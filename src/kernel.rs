//! Kernel parameter binding.
//!
//! A kernel names the concrete number and geometry types that work
//! together, so generic code written against [`Kernel`] is specialized at
//! compile time with no per-call dispatch. Two bindings ship with the
//! crate: [`Cartesian`](crate::cartesian::Cartesian) and
//! [`Homogeneous`](crate::homogeneous::Homogeneous).

use std::fmt::Debug;

use crate::handle::{CartesianIter, Coordinates};
use crate::number::{FieldNumber, RingNumber};

/// Marker for the coordinate-space origin.
///
/// Converts into the origin point of any kernel.
#[derive(Clone, Copy, Debug, Default, PartialEq, Eq)]
pub struct Origin;

/// Compile-time binding of the types a geometric computation needs.
///
/// The binding is self-referential: `Point3` is a point type parametrized
/// by this kernel's scalars, its shared representation is `Vector3`, and
/// `Transform3` is the transformation those points accept.
pub trait Kernel: Sized {
    /// Field type of Cartesian coordinate reads.
    type FT: FieldNumber;

    /// Ring type of homogeneous coordinate reads.
    type RT: RingNumber<Field = Self::FT>;

    /// 2D point of this kernel.
    type Point2: Point2Ops<Self>;

    /// 3D point of this kernel.
    type Point3: Point3Ops<Self>;

    /// Coordinate representation shared by 2D points.
    type Vector2: Coordinates<FT = Self::FT> + Clone + Debug;

    /// Coordinate representation shared by 3D points.
    type Vector3: Coordinates<FT = Self::FT> + Clone + Debug;

    /// 2D direction of this kernel.
    type Direction2: Clone + Debug;

    /// 3D direction of this kernel.
    type Direction3: Clone + Debug;

    /// Affine transformation applied to 3D points.
    type Transform3: Clone + Debug;
}

/// Operations every 2D point offers, whatever its representation.
///
/// Coordinates come back by value so that stored (Cartesian) and computed
/// (homogeneous) representations fit the same signatures.
pub trait Point2Ops<K: Kernel>:
    Clone + Debug + PartialEq + From<Origin> + Default
{
    /// Cartesian x coordinate.
    fn x(&self) -> K::FT;

    /// Cartesian y coordinate.
    fn y(&self) -> K::FT;

    /// Homogeneous x coordinate.
    fn hx(&self) -> K::RT;

    /// Homogeneous y coordinate.
    fn hy(&self) -> K::RT;

    /// Homogeneous weight.
    fn hw(&self) -> K::RT;

    /// Cartesian coordinate `i`, for `i < 2`.
    fn cartesian(&self, i: usize) -> K::FT;

    /// Homogeneous coordinate `i`, for `i <= 2`; index 2 is the weight.
    fn homogeneous(&self, i: usize) -> K::RT;

    /// Number of Cartesian coordinates, always 2.
    fn dimension(&self) -> usize;

    /// Iterator over both Cartesian coordinates.
    fn cartesian_iter(&self) -> CartesianIter<K::Vector2>;
}

/// Operations every 3D point offers, whatever its representation.
pub trait Point3Ops<K: Kernel>:
    Clone + Debug + PartialEq + From<Origin> + Default
{
    /// Cartesian x coordinate.
    fn x(&self) -> K::FT;

    /// Cartesian y coordinate.
    fn y(&self) -> K::FT;

    /// Cartesian z coordinate.
    fn z(&self) -> K::FT;

    /// Homogeneous x coordinate.
    fn hx(&self) -> K::RT;

    /// Homogeneous y coordinate.
    fn hy(&self) -> K::RT;

    /// Homogeneous z coordinate.
    fn hz(&self) -> K::RT;

    /// Homogeneous weight.
    fn hw(&self) -> K::RT;

    /// Cartesian coordinate `i`, for `i < 3`.
    fn cartesian(&self, i: usize) -> K::FT;

    /// Homogeneous coordinate `i`, for `i <= 3`; index 3 is the weight.
    fn homogeneous(&self, i: usize) -> K::RT;

    /// Number of Cartesian coordinates, always 3.
    fn dimension(&self) -> usize;

    /// Iterator over the three Cartesian coordinates.
    fn cartesian_iter(&self) -> CartesianIter<K::Vector3>;

    /// Returns the point moved by `t`.
    fn transform(&self, t: &K::Transform3) -> K::Point3;
}

#[cfg(test)]
mod tests {
    use approx::assert_relative_eq;
    use num_rational::Ratio;
    use num_traits::{One, Zero};

    use super::*;
    use crate::cartesian::{self, Cartesian};
    use crate::homogeneous::{self, Homogeneous};

    fn centroid_x<K: Kernel>(points: &[K::Point3]) -> K::FT {
        let mut sum = K::FT::zero();
        let mut count = K::FT::zero();
        for p in points {
            sum += p.x();
            count += K::FT::one();
        }
        sum / count
    }

    fn coordinate_sum<K: Kernel>(p: &K::Point3) -> K::FT {
        p.cartesian_iter().fold(K::FT::zero(), |acc, c| acc + c)
    }

    fn origin_reads<K: Kernel>() -> (K::FT, K::RT) {
        let p2 = K::Point2::from(Origin);
        let p3 = K::Point3::from(Origin);
        (p2.x(), p3.hw())
    }

    fn default_is_origin<K: Kernel>() -> bool {
        K::Point3::default() == K::Point3::from(Origin)
    }

    fn shift<K: Kernel>(p: &K::Point3, t: &K::Transform3) -> K::Point3 {
        p.transform(t)
    }

    #[test]
    fn centroid_over_the_float_cartesian_kernel() {
        let pts = [
            cartesian::Point3::new(0.0, 1.0, 0.0),
            cartesian::Point3::new(3.0, 1.0, 0.0),
            cartesian::Point3::new(6.0, 1.0, 0.0),
        ];
        let cx = centroid_x::<Cartesian<f64>>(&pts);
        assert_relative_eq!(cx, 3.0);
    }

    #[test]
    fn centroid_over_the_exact_homogeneous_kernel() {
        let pts = [
            homogeneous::Point3::from_homogeneous(1, 0, 0, 2),
            homogeneous::Point3::from_homogeneous(3, 0, 0, 2),
        ];
        // (1/2 + 3/2) / 2 = 1, with no rounding anywhere.
        assert_eq!(centroid_x::<Homogeneous<i64>>(&pts), Ratio::one());
    }

    #[test]
    fn coordinate_sum_agrees_between_kernels() {
        let c = cartesian::Point3::new(1.0, 2.0, 3.0);
        let sum = coordinate_sum::<Cartesian<f64>>(&c);
        assert_relative_eq!(sum, 6.0);

        let h = homogeneous::Point3::from_homogeneous(2, 4, 6, 2);
        assert_eq!(coordinate_sum::<Homogeneous<i64>>(&h), Ratio::from(6));
    }

    #[test]
    fn origin_substitutes_into_both_kernels() {
        let (x, w) = origin_reads::<Cartesian<Ratio<i64>>>();
        assert_eq!(x, Ratio::zero());
        assert_eq!(w, Ratio::one());

        let (x, w) = origin_reads::<Homogeneous<i64>>();
        assert_eq!(x, Ratio::zero());
        assert_eq!(w, 1);
    }

    #[test]
    fn default_points_sit_at_the_origin() {
        assert!(default_is_origin::<Cartesian<f64>>());
        assert!(default_is_origin::<Homogeneous<i64>>());
    }

    #[test]
    fn transform_is_reachable_through_the_binding() {
        let t = cartesian::Transform3::translation(&cartesian::Vector3::new(1.0, 0.0, 0.0));
        let p = cartesian::Point3::new(1.0, 1.0, 1.0);
        let q = shift::<Cartesian<f64>>(&p, &t);
        assert_relative_eq!(*q.x(), 2.0);

        let t = homogeneous::Transform3::translation(&homogeneous::Vector3::new(1, 0, 0, 1));
        let p = homogeneous::Point3::from_homogeneous(2, 4, 6, 2);
        let q = shift::<Homogeneous<i64>>(&p, &t);
        assert_eq!(q.x(), Ratio::from(2));
    }
}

> Activity:
An exact copy of the listing above is what is wanted.

> Solution to the problem:
filename src/kernel.rs
//! Kernel parameter binding.
//!
//! A kernel names the concrete number and geometry types that work
//! together, so generic code written against [`Kernel`] is specialized at
//! compile time with no per-call dispatch. Two bindings ship with the
//! crate: [`Cartesian`](crate::cartesian::Cartesian) and
//! [`Homogeneous`](crate::homogeneous::Homogeneous).

use std::fmt::Debug;

use crate::handle::{CartesianIter, Coordinates};
use crate::number::{FieldNumber, RingNumber};

/// Marker for the coordinate-space origin.
///
/// Converts into the origin point of any kernel.
#[derive(Clone, Copy, Debug, Default, PartialEq, Eq)]
pub struct Origin;

/// Compile-time binding of the types a geometric computation needs.
///
/// The binding is self-referential: `Point3` is a point type parametrized
/// by this kernel's scalars, its shared representation is `Vector3`, and
/// `Transform3` is the transformation those points accept.
pub trait Kernel: Sized {
    /// Field type of Cartesian coordinate reads.
    type FT: FieldNumber;

    /// Ring type of homogeneous coordinate reads.
    type RT: RingNumber<Field = Self::FT>;

    /// 2D point of this kernel.
    type Point2: Point2Ops<Self>;

    /// 3D point of this kernel.
    type Point3: Point3Ops<Self>;

    /// Coordinate representation shared by 2D points.
    type Vector2: Coordinates<FT = Self::FT> + Clone + Debug;

    /// Coordinate representation shared by 3D points.
    type Vector3: Coordinates<FT = Self::FT> + Clone + Debug;

    /// 2D direction of this kernel.
    type Direction2: Clone + Debug;

    /// 3D direction of this kernel.
    type Direction3: Clone + Debug;

    /// Affine transformation applied to 3D points.
    type Transform3: Clone + Debug;
}

/// Operations every 2D point offers, whatever its representation.
///
/// Coordinates come back by value so that stored (Cartesian) and computed
/// (homogeneous) representations fit the same signatures.
pub trait Point2Ops<K: Kernel>:
    Clone + Debug + PartialEq + From<Origin> + Default
{
    /// Cartesian x coordinate.
    fn x(&self) -> K::FT;

    /// Cartesian y coordinate.
    fn y(&self) -> K::FT;

    /// Homogeneous x coordinate.
    fn hx(&self) -> K::RT;

    /// Homogeneous y coordinate.
    fn hy(&self) -> K::RT;

    /// Homogeneous weight.
    fn hw(&self) -> K::RT;

    /// Cartesian coordinate `i`, for `i < 2`.
    fn cartesian(&self, i: usize) -> K::FT;

    /// Homogeneous coordinate `i`, for `i <= 2`; index 2 is the weight.
    fn homogeneous(&self, i: usize) -> K::RT;

    /// Number of Cartesian coordinates, always 2.
    fn dimension(&self) -> usize;

    /// Iterator over both Cartesian coordinates.
    fn cartesian_iter(&self) -> CartesianIter<K::Vector2>;
}

/// Operations every 3D point offers, whatever its representation.
pub trait Point3Ops<K: Kernel>:
    Clone + Debug + PartialEq + From<Origin> + Default
{
    /// Cartesian x coordinate.
    fn x(&self) -> K::FT;

    /// Cartesian y coordinate.
    fn y(&self) -> K::FT;

    /// Cartesian z coordinate.
    fn z(&self) -> K::FT;

    /// Homogeneous x coordinate.
    fn hx(&self) -> K::RT;

    /// Homogeneous y coordinate.
    fn hy(&self) -> K::RT;

    /// Homogeneous z coordinate.
    fn hz(&self) -> K::RT;

    /// Homogeneous weight.
    fn hw(&self) -> K::RT;

    /// Cartesian coordinate `i`, for `i < 3`.
    fn cartesian(&self, i: usize) -> K::FT;

    /// Homogeneous coordinate `i`, for `i <= 3`; index 3 is the weight.
    fn homogeneous(&self, i: usize) -> K::RT;

    /// Number of Cartesian coordinates, always 3.
    fn dimension(&self) -> usize;

    /// Iterator over the three Cartesian coordinates.
    fn cartesian_iter(&self) -> CartesianIter<K::Vector3>;

    /// Returns the point moved by `t`.
    fn transform(&self, t: &K::Transform3) -> K::Point3;
}

#[cfg(test)]
mod tests {
    use approx::assert_relative_eq;
    use num_rational::Ratio;
    use num_traits::{One, Zero};

    use super::*;
    use crate::cartesian::{self, Cartesian};
    use crate::homogeneous::{self, Homogeneous};

    fn centroid_x<K: Kernel>(points: &[K::Point3]) -> K::FT {
        let mut sum = K::FT::zero();
        let mut count = K::FT::zero();
        for p in points {
            sum += p.x();
            count += K::FT::one();
        }
        sum / count
    }

    fn coordinate_sum<K: Kernel>(p: &K::Point3) -> K::FT {
        p.cartesian_iter().fold(K::FT::zero(), |acc, c| acc + c)
    }

    fn origin_reads<K: Kernel>() -> (K::FT, K::RT) {
        let p2 = K::Point2::from(Origin);
        let p3 = K::Point3::from(Origin);
        (p2.x(), p3.hw())
    }

    fn default_is_origin<K: Kernel>() -> bool {
        K::Point3::default() == K::Point3::from(Origin)
    }

    fn shift<K: Kernel>(p: &K::Point3, t: &K::Transform3) -> K::Point3 {
        p.transform(t)
    }

    #[test]
    fn centroid_over_the_float_cartesian_kernel() {
        let pts = [
            cartesian::Point3::new(0.0, 1.0, 0.0),
            cartesian::Point3::new(3.0, 1.0, 0.0),
            cartesian::Point3::new(6.0, 1.0, 0.0),
        ];
        let cx = centroid_x::<Cartesian<f64>>(&pts);
        assert_relative_eq!(cx, 3.0);
    }

    #[test]
    fn centroid_over_the_exact_homogeneous_kernel() {
        let pts = [
            homogeneous::Point3::from_homogeneous(1, 0, 0, 2),
            homogeneous::Point3::from_homogeneous(3, 0, 0, 2),
        ];
        // (1/2 + 3/2) / 2 = 1, with no rounding anywhere.
        assert_eq!(centroid_x::<Homogeneous<i64>>(&pts), Ratio::one());
    }

    #[test]
    fn coordinate_sum_agrees_between_kernels() {
        let c = cartesian::Point3::new(1.0, 2.0, 3.0);
        let sum = coordinate_sum::<Cartesian<f64>>(&c);
        assert_relative_eq!(sum, 6.0);

        let h = homogeneous::Point3::from_homogeneous(2, 4, 6, 2);
        assert_eq!(coordinate_sum::<Homogeneous<i64>>(&h), Ratio::from(6));
    }

    #[test]
    fn origin_substitutes_into_both_kernels() {
        let (x, w) = origin_reads::<Cartesian<Ratio<i64>>>();
        assert_eq!(x, Ratio::zero());
        assert_eq!(w, Ratio::one());

        let (x, w) = origin_reads::<Homogeneous<i64>>();
        assert_eq!(x, Ratio::zero());
        assert_eq!(w, 1);
    }

    #[test]
    fn default_points_sit_at_the_origin() {
        assert!(default_is_origin::<Cartesian<f64>>());
        assert!(default_is_origin::<Homogeneous<i64>>());
    }

    #[test]
    fn transform_is_reachable_through_the_binding() {
        let t = cartesian::Transform3::translation(&cartesian::Vector3::new(1.0, 0.0, 0.0));
        let p = cartesian::Point3::new(1.0, 1.0, 1.0);
        let q = shift::<Cartesian<f64>>(&p, &t);
        assert_relative_eq!(*q.x(), 2.0);

        let t = homogeneous::Transform3::translation(&homogeneous::Vector3::new(1, 0, 0, 1));
        let p = homogeneous::Point3::from_homogeneous(2, 4, 6, 2);
        let q = shift::<Homogeneous<i64>>(&p, &t);
        assert_eq!(q.x(), Ratio::from(2));
    }
}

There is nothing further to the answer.